| The task |
Output exactly, please, the lines of the records below from the one containing "let a = find_or_create(&conn, ann.id, system.id, 1200).unwrap();" through the final line.

| Entries supplied |
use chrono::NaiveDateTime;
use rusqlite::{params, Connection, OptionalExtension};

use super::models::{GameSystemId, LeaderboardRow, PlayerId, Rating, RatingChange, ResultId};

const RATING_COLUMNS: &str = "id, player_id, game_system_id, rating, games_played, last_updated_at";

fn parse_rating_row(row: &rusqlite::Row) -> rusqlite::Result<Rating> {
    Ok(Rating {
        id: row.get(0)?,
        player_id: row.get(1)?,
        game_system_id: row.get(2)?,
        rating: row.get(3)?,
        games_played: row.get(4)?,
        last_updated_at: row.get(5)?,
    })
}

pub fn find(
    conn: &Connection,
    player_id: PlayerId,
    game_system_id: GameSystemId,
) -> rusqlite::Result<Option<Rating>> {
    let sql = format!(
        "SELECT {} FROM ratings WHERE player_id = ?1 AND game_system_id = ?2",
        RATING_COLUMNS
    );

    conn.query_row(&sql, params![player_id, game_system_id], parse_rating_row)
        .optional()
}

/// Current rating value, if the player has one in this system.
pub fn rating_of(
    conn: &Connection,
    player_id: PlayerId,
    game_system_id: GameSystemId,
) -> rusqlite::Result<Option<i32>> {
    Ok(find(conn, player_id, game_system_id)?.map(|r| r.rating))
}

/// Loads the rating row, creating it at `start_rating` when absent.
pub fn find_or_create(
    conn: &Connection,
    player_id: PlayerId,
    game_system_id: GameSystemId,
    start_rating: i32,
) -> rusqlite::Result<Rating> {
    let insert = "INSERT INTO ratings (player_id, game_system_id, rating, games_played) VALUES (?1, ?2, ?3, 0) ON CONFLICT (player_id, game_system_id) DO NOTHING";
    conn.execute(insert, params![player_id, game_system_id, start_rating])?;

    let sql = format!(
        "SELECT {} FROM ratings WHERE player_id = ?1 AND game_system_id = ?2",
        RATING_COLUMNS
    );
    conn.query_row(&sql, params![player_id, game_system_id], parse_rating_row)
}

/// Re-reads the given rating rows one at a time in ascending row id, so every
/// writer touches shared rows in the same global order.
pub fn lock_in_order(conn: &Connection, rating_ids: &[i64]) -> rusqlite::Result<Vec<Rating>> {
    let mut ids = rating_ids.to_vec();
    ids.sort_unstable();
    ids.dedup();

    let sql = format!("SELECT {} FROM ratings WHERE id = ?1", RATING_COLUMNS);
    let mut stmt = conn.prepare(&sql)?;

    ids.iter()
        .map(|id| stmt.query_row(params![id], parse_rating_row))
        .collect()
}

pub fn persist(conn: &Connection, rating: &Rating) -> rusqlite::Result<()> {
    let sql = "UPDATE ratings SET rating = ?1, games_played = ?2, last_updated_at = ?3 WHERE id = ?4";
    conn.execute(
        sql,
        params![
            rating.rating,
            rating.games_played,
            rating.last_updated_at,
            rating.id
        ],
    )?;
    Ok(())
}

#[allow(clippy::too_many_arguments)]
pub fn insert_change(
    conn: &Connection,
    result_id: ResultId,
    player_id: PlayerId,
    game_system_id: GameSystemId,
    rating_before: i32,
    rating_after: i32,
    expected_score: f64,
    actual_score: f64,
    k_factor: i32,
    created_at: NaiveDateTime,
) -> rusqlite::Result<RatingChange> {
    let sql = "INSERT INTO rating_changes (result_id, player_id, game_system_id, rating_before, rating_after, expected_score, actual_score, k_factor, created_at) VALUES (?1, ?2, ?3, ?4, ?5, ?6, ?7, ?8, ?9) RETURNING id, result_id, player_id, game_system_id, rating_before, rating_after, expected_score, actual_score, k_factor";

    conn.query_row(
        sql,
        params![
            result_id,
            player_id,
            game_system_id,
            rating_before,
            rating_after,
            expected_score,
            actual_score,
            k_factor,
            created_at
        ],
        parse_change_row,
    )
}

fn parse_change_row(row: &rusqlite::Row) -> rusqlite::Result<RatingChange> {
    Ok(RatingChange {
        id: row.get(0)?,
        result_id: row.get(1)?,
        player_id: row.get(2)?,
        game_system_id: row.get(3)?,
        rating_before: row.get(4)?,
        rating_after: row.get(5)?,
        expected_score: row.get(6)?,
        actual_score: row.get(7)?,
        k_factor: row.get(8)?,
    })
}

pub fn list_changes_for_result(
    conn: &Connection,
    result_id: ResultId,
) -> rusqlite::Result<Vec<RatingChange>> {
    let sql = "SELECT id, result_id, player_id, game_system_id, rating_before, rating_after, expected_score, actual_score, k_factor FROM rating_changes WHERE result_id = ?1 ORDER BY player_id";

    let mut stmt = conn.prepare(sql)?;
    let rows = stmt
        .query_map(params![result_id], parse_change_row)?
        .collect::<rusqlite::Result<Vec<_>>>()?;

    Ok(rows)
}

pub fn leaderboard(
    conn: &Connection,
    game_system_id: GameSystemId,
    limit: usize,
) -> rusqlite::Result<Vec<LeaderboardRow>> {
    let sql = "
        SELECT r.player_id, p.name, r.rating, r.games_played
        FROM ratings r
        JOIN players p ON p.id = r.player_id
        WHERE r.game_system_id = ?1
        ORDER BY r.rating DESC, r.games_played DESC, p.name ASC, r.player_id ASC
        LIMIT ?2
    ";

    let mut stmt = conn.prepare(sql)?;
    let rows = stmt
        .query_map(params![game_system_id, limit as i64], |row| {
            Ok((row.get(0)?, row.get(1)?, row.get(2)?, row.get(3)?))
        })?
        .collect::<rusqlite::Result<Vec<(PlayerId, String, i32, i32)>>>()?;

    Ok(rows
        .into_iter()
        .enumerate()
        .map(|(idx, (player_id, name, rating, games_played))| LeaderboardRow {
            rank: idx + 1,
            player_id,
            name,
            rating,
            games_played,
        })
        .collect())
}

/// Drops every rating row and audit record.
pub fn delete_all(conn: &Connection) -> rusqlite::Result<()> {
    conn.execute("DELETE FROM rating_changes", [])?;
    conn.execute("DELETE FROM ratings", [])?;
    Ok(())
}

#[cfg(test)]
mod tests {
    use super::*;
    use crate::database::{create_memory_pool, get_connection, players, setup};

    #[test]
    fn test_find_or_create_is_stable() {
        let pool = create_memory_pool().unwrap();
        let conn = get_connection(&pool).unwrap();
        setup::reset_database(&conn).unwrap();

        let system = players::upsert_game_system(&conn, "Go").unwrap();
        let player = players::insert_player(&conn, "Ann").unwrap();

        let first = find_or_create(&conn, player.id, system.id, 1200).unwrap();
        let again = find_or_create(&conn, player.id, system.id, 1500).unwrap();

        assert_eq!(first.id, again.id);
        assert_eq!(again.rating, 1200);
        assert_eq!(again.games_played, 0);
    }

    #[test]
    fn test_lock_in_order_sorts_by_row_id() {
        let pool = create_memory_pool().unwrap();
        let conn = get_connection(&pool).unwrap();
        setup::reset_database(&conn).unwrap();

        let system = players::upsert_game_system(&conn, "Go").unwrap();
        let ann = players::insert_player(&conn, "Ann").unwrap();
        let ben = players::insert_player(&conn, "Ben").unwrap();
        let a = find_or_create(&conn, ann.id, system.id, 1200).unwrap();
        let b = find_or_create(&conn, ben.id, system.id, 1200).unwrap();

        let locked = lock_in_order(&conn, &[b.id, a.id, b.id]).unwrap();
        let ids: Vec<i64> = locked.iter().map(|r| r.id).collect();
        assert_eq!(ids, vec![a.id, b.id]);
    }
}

| Response below |
        let a = find_or_create(&conn, ann.id, system.id, 1200).unwrap();
        let b = find_or_create(&conn, ben.id, system.id, 1200).unwrap();

        let locked = lock_in_order(&conn, &[b.id, a.id, b.id]).unwrap();
        let ids: Vec<i64> = locked.iter().map(|r| r.id).collect();
        assert_eq!(ids, vec![a.id, b.id]);
    }
}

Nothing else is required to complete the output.